Pour se préparer à la montée en puissance de l’hydrogène, Engie prévoit enfin… ses effets néfastes. Aujourd’hui, les réseaux de gaz peuvent déjà transporter jusqu’à 2% d’hydrogène en volume. Une proportion réglementaire que l’énergéticien souhaiterait voir monter à 10 ou 20% d’ici à 2030 (ce qui ne représenterait que 6 à 7% en matière d’énergie, car l'hydrogène est moins dense en volume que le gaz naturel), mais pour laquelle il doit anticiper. «Les infrastructures gazières existantes tolèrent ces proportions, mais pas tous les industriels, qui ont parfois besoin de gaz d’une très grande pureté pour leurs process», explique Pierre Olivier. En 2019, Engie a donc investi dans une start-up basque, H2Site, qui développe un réacteur à membrane capable de filtrer l’hydrogène du gaz, ou de transformer ce dernier en molécules d’intérêt s’il est associé à un catalyseur de rhodium.
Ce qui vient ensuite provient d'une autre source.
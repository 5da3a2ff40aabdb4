//! # Workout States and BPM Binning
//!
//! The fixed, ordered list of workout states and the BPM ranges used to
//! classify songs into them.
//!
//! ## Canonical Order
//!
//! States are ordered low-to-high intensity. That order is the index order
//! of every matrix and state vector in the crate:
//!
//! | Index | State          | Default BPM range |
//! |-------|----------------|------------------|
//! | 0     | `warmup`       | [80, 110)        |
//! | 1     | `steady_state` | [110, 140)       |
//! | 2     | `push_pace`    | [140, 170)       |
//! | 3     | `sprint`       | [170, 1000)      |
//!
//! ## Boundaries
//!
//! Ranges are half-open: inclusive lower bound, exclusive upper bound. A song
//! at exactly 110 BPM is `steady_state`, never `warmup`.

use crate::error::{CadenceError, Result};
use serde::{Deserialize, Serialize};
use std::fmt;
use std::str::FromStr;

/// Number of workout states. Every matrix in the crate is `STATE_COUNT` square.
pub const STATE_COUNT: usize = 4;

/// A workout intensity bucket.
#[derive(Debug, Clone, Copy, PartialEq, Eq, PartialOrd, Ord, Hash, Serialize, Deserialize)]
#[serde(rename_all = "snake_case")]
pub enum WorkoutState {
    Warmup,
    SteadyState,
    PushPace,
    Sprint,
}

impl WorkoutState {
    /// All states in canonical (ascending intensity) order
    pub const ALL: [WorkoutState; STATE_COUNT] = [
        WorkoutState::Warmup,
        WorkoutState::SteadyState,
        WorkoutState::PushPace,
        WorkoutState::Sprint,
    ];

    /// Canonical matrix index of this state
    #[must_use]
    pub const fn index(self) -> usize {
        match self {
            WorkoutState::Warmup => 0,
            WorkoutState::SteadyState => 1,
            WorkoutState::PushPace => 2,
            WorkoutState::Sprint => 3,
        }
    }

    /// State at a canonical index, if in range
    #[must_use]
    pub fn from_index(index: usize) -> Option<Self> {
        Self::ALL.get(index).copied()
    }

    /// Snake-case name used in plans, settings and exports
    #[must_use]
    pub const fn name(self) -> &'static str {
        match self {
            WorkoutState::Warmup => "warmup",
            WorkoutState::SteadyState => "steady_state",
            WorkoutState::PushPace => "push_pace",
            WorkoutState::Sprint => "sprint",
        }
    }

    /// Canonical labels, index-aligned with matrix rows
    #[must_use]
    pub fn labels() -> Vec<String> {
        Self::ALL.iter().map(|s| s.name().to_string()).collect()
    }
}

impl fmt::Display for WorkoutState {
    fn fmt(&self, f: &mut fmt::Formatter<'_>) -> fmt::Result {
        f.write_str(self.name())
    }
}

impl FromStr for WorkoutState {
    type Err = CadenceError;

    fn from_str(s: &str) -> Result<Self> {
        let normalized = s.trim().to_lowercase().replace(['-', ' '], "_");
        Self::ALL
            .into_iter()
            .find(|state| state.name() == normalized)
            .ok_or_else(|| CadenceError::UnknownState { name: s.to_string() })
    }
}

/// Half-open BPM interval `[lower, upper)` assigned to one state.
#[derive(Debug, Clone, Copy, PartialEq, Serialize, Deserialize)]
pub struct StateRange {
    pub state: WorkoutState,
    pub lower: f64,
    pub upper: f64,
}

impl StateRange {
    #[must_use]
    pub fn contains(&self, bpm: f64) -> bool {
        self.lower <= bpm && bpm < self.upper
    }

    /// Width of the interval
    #[must_use]
    pub fn width(&self) -> f64 {
        self.upper - self.lower
    }
}

/// Ranges wider than this are treated as open-ended when picking a target tempo.
pub const OPEN_RANGE_WIDTH: f64 = 200.0;

/// Target offset above the lower bound for an open-ended range.
const OPEN_RANGE_TARGET_OFFSET: f64 = 10.0;

/// BPM range table, one range per state in canonical order.
///
/// Constructed once (defaults or settings file) and passed explicitly to the
/// binner; never mutated afterwards.
#[derive(Debug, Clone, PartialEq, Serialize, Deserialize)]
#[serde(try_from = "Vec<StateRange>", into = "Vec<StateRange>")]
pub struct StateRanges {
    ranges: [StateRange; STATE_COUNT],
}

impl Default for StateRanges {
    fn default() -> Self {
        Self {
            ranges: [
                StateRange { state: WorkoutState::Warmup, lower: 80.0, upper: 110.0 },
                StateRange { state: WorkoutState::SteadyState, lower: 110.0, upper: 140.0 },
                StateRange { state: WorkoutState::PushPace, lower: 140.0, upper: 170.0 },
                StateRange { state: WorkoutState::Sprint, lower: 170.0, upper: 1000.0 },
            ],
        }
    }
}

impl StateRanges {
    /// Build a validated range table.
    ///
    /// Ranges may be given in any order; they are stored in canonical order.
    ///
    /// # Errors
    ///
    /// Returns [`CadenceError::InvalidRanges`] unless every state appears
    /// exactly once, each interval is non-empty and finite at its lower
    /// bound, and the intervals are contiguous and ascending in canonical
    /// state order.
    pub fn new(ranges: Vec<StateRange>) -> Result<Self> {
        if ranges.len() != STATE_COUNT {
            return Err(CadenceError::InvalidRanges {
                reason: format!("expected {STATE_COUNT} ranges, got {}", ranges.len()),
            });
        }

        let mut slots: [Option<StateRange>; STATE_COUNT] = [None; STATE_COUNT];
        for range in ranges {
            let slot = &mut slots[range.state.index()];
            if slot.is_some() {
                return Err(CadenceError::InvalidRanges {
                    reason: format!("state '{}' appears more than once", range.state),
                });
            }
            if !range.lower.is_finite() || range.lower < 0.0 || range.upper.is_nan() || range.lower >= range.upper {
                return Err(CadenceError::InvalidRanges {
                    reason: format!("range for '{}' is empty or malformed", range.state),
                });
            }
            *slot = Some(range);
        }

        // Every slot is filled: length matched and no duplicates.
        let mut ordered = Vec::with_capacity(STATE_COUNT);
        for (index, slot) in slots.into_iter().enumerate() {
            let range = slot.ok_or_else(|| CadenceError::InvalidRanges {
                reason: format!("missing range for state index {index}"),
            })?;
            ordered.push(range);
        }

        for pair in ordered.windows(2) {
            if pair[0].upper != pair[1].lower {
                return Err(CadenceError::InvalidRanges {
                    reason: format!(
                        "'{}' ends at {} but '{}' starts at {}",
                        pair[0].state, pair[0].upper, pair[1].state, pair[1].lower
                    ),
                });
            }
        }

        Ok(Self {
            ranges: [ordered[0], ordered[1], ordered[2], ordered[3]],
        })
    }

    /// Classify a tempo.
    ///
    /// Iterates states in canonical order and returns the first whose
    /// interval contains `bpm`. Non-finite, negative, or out-of-table values
    /// yield `None` (unclassified); callers decide what to do with those.
    #[must_use]
    pub fn classify(&self, bpm: f64) -> Option<WorkoutState> {
        if !bpm.is_finite() || bpm < 0.0 {
            return None;
        }
        self.ranges
            .iter()
            .find(|range| range.contains(bpm))
            .map(|range| range.state)
    }

    /// Range for one state
    #[must_use]
    pub fn range(&self, state: WorkoutState) -> &StateRange {
        &self.ranges[state.index()]
    }

    pub fn iter(&self) -> impl Iterator<Item = &StateRange> {
        self.ranges.iter()
    }

    /// Representative tempo of a state, used to score phase accuracy.
    ///
    /// Bounded ranges use their midpoint; the open-ended top range uses a
    /// realistic tempo just above its lower bound.
    #[must_use]
    pub fn target_bpm(&self, state: WorkoutState) -> f64 {
        let range = self.range(state);
        if range.upper.is_infinite() || range.width() >= OPEN_RANGE_WIDTH {
            range.lower + OPEN_RANGE_TARGET_OFFSET
        } else {
            (range.lower + range.upper) / 2.0
        }
    }
}

impl TryFrom<Vec<StateRange>> for StateRanges {
    type Error = CadenceError;

    fn try_from(ranges: Vec<StateRange>) -> Result<Self> {
        Self::new(ranges)
    }
}

impl From<StateRanges> for Vec<StateRange> {
    fn from(ranges: StateRanges) -> Self {
        ranges.ranges.to_vec()
    }
}

/// Classify with the default range table.
#[must_use]
pub fn classify(bpm: f64) -> Option<WorkoutState> {
    StateRanges::default().classify(bpm)
}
Une solution dans laquelle Breakthrough Energy Ventures, le fonds d’investissement de Bill Gates dans les technologies vertes, a ensuite investi à l’été 2022, se félicite l’énergéticien français. Preuve que le passage à l’échelle de l’hydrogène vert engendre, au-delà des défis technologiques, des opportunités économiques.
Comment transporter l’hydrogène ?
Faut-il produire l’hydrogène là où sera utilisé, comme préfère la France, ou l’importer de grandes zones de production, comme le planifie l’Allemagne? «La réalité sera entre les deux, affirme la directrice générale adjointe d’Engie en charge de la stratégie, Claire Waysand. Dans la vraie vie, l'hydrogène renouvelable en Europe sera en partie produit localement et en partie importé.» Sur les 4 GW de capacités de production prévues par Engie en 2030, seul un quart devrait être produit sur le Vieux continent, tandis que les autres proviendront de zones où les énergies renouvelables sont peu chères et abondantes. Par exemple du Moyen-Orient, du Chili, de l’Australie ou encore du nord du Brésil, «où l’éolien terrestre a un taux de charge de 90%».
Mais se pose la question du transport de la molécule, corrosive, peu dense en volume et qui ne se liquéfie qu’à 20°C au-dessus du zéro absolu. Si la voie du transport direct n’est pas écartée, Engie privilégie le transport d’hydrogène transformé en ammoniac ou en méthanol (voire sous forme d’acier), pointe le directeur général adjoint en charge des activités thermiques, Sébastien Arbola. Le groupe participe à de nombreux projets de production de carburants synthétiques, comme Reuze (avec ArcelorMittal et Infinium) à Dunkerque. En Europe, il caresse l’idée d’un backbone dédié à l’hydrogène, et prévoit de construire 700 kilomètres de pipelines d’ici à 2030, la plupart en rétrofit de conduits existants en y intégrant des couches polymères étanches. Une option «trois à quatre fois moins chère que la création de nouvelles infrastructures», estime le chef du Lab Hydrogène, Pierre Olivier. Mais qui doit encore faire ses preuves dans le temps.